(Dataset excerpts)
++++++++++++++++++++

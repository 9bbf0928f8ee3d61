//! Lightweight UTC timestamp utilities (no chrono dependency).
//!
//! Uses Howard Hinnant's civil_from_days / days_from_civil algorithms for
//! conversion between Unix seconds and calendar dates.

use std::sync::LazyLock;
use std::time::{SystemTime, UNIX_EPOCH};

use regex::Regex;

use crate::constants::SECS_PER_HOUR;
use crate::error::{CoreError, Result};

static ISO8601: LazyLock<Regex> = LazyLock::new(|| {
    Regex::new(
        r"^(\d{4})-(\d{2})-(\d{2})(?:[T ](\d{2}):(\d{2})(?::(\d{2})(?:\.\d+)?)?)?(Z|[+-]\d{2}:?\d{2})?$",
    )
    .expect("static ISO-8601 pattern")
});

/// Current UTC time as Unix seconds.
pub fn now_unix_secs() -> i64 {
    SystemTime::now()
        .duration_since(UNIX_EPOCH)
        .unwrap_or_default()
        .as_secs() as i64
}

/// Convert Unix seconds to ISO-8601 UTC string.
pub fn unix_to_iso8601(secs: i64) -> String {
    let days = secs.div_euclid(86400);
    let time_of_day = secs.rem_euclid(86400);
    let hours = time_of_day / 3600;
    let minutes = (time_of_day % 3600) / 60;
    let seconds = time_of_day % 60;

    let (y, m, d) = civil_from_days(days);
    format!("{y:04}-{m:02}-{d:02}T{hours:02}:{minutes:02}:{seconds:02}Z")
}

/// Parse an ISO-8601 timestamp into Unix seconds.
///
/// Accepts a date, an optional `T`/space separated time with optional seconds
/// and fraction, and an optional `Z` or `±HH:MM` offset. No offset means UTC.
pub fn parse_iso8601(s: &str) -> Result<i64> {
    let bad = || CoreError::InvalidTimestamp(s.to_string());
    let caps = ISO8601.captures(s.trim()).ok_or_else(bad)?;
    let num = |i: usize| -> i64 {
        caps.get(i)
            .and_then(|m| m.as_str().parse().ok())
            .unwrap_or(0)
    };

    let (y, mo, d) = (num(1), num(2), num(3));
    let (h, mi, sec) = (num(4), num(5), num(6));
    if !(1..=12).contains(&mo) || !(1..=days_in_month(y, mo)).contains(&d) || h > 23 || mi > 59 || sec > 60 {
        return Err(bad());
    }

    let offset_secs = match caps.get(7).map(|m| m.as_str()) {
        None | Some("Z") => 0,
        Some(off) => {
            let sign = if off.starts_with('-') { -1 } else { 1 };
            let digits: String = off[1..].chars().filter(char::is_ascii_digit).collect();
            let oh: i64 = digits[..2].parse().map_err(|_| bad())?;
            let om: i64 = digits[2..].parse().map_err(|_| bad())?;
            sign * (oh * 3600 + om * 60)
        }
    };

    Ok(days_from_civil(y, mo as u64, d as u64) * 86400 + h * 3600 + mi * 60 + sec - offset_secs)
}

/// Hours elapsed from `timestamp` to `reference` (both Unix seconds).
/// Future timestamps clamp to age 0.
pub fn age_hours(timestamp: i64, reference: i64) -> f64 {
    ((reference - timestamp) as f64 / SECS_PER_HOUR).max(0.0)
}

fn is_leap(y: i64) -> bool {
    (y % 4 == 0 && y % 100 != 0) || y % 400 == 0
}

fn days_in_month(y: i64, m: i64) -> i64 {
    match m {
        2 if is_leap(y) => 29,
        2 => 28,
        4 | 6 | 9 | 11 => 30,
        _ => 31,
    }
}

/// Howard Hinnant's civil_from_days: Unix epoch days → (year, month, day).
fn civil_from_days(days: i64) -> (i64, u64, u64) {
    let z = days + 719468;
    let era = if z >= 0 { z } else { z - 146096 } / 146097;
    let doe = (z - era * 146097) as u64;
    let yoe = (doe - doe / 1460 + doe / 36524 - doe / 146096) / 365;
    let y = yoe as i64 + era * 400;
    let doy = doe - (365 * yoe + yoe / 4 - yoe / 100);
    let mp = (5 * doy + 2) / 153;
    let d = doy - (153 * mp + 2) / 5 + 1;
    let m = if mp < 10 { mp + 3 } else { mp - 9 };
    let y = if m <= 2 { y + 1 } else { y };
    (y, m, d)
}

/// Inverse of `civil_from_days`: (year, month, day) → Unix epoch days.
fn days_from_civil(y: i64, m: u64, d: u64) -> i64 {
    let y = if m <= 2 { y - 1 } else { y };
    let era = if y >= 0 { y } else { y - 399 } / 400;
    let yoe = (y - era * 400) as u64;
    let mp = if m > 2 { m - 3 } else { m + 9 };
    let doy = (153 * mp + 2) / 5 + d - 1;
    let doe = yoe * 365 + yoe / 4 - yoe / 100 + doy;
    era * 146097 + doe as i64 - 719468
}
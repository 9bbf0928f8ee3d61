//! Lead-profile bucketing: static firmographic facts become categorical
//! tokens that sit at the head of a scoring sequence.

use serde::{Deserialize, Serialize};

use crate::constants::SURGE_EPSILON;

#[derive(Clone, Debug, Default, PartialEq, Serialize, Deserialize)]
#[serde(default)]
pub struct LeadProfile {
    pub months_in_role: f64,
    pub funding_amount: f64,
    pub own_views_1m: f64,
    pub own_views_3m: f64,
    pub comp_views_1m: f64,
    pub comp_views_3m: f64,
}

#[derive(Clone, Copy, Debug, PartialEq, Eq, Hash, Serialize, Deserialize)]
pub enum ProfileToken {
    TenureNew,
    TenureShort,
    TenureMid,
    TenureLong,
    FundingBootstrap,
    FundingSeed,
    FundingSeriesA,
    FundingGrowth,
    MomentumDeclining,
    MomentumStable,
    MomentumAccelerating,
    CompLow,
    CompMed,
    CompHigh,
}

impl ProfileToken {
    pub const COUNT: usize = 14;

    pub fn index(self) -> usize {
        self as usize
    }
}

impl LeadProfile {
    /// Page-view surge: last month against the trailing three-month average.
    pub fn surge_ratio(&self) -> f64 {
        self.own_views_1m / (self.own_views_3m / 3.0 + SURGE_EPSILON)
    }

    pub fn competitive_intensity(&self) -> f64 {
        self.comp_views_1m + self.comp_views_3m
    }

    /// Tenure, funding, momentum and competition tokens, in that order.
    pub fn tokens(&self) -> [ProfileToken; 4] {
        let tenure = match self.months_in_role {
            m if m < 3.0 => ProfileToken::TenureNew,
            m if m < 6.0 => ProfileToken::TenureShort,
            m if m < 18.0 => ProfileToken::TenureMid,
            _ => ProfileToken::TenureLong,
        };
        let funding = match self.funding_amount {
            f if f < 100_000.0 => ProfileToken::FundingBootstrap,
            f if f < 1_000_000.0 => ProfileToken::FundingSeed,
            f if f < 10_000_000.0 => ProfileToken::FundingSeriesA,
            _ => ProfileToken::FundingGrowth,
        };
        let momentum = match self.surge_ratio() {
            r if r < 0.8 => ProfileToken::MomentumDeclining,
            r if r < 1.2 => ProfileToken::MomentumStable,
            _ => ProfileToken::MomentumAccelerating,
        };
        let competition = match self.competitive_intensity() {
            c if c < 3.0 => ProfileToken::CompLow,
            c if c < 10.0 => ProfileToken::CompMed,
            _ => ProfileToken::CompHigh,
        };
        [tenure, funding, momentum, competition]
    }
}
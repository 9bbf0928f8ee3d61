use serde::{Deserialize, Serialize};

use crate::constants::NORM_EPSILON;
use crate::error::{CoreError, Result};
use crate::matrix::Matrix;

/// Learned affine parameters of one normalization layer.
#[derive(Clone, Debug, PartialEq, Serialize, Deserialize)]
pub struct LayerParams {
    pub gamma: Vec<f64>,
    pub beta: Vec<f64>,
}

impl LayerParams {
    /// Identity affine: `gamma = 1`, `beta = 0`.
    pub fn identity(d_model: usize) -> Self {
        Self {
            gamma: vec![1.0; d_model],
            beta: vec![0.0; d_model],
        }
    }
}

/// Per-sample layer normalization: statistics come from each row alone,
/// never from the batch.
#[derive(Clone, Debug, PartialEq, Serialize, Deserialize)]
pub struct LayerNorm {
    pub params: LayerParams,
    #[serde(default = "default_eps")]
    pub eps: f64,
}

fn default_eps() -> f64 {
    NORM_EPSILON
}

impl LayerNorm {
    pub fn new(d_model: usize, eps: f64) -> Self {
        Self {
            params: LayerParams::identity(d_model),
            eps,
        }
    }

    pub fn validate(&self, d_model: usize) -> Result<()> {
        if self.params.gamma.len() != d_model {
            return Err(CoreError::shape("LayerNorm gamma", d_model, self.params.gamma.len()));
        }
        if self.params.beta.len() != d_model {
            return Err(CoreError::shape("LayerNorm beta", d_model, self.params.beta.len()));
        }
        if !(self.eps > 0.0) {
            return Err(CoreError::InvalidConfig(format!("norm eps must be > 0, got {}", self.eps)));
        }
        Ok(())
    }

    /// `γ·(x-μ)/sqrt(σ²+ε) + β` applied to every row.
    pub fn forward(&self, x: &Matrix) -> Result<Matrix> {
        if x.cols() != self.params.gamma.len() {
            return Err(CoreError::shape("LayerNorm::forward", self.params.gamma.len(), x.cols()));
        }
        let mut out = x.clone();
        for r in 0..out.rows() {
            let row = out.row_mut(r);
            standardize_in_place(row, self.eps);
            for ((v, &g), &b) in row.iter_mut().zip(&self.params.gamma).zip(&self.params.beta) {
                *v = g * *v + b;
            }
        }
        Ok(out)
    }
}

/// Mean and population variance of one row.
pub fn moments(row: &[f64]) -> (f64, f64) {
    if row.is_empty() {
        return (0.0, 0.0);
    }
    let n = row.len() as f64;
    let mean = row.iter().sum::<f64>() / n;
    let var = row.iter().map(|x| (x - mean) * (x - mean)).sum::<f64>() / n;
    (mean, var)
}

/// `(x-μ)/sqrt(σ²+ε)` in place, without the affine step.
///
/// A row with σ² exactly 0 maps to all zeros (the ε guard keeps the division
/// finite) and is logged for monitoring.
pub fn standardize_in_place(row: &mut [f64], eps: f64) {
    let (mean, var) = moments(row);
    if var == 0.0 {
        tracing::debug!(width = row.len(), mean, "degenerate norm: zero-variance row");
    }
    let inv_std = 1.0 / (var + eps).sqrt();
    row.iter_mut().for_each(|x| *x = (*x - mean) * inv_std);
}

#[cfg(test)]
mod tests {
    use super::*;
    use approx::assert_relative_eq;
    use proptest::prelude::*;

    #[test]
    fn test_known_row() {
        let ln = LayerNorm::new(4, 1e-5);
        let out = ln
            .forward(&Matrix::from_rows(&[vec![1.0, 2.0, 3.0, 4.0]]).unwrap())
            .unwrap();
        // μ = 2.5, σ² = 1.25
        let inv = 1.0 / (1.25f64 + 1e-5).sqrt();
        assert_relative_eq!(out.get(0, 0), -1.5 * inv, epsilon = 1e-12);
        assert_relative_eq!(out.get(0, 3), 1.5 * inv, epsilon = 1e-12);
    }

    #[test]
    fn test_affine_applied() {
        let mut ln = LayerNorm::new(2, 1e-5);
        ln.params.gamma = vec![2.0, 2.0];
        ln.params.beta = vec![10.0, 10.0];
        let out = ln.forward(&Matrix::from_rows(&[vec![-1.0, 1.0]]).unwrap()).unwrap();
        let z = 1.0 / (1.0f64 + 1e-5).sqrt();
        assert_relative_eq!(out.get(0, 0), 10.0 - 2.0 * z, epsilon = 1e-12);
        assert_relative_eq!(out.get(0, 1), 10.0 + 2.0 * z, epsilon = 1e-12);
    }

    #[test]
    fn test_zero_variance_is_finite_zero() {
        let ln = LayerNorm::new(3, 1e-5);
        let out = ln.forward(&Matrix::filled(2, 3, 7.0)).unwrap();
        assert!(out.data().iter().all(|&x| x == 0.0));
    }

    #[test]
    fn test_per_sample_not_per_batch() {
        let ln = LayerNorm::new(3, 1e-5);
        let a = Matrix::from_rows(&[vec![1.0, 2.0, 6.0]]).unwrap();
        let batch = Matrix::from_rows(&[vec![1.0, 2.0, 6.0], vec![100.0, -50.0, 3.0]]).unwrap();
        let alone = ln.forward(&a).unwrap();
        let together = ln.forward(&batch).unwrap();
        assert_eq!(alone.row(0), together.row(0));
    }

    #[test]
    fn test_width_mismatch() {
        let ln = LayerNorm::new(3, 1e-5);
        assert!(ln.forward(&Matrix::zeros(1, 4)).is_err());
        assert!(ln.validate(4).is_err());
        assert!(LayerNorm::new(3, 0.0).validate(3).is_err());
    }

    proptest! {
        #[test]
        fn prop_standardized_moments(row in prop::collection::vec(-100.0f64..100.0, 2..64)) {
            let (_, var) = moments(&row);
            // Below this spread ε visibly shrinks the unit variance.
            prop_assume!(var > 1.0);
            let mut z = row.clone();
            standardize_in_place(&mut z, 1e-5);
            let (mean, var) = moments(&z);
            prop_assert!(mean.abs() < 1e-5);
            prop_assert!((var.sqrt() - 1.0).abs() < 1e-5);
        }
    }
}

++++++++++++++++++++

What to produce.
Look through the entries above. Extract each line with the word "validate".

Result below.
    pub fn validate(&self, d_model: usize) -> Result<()> {
        assert!(ln.validate(4).is_err());
        assert!(LayerNorm::new(3, 0.0).validate(3).is_err());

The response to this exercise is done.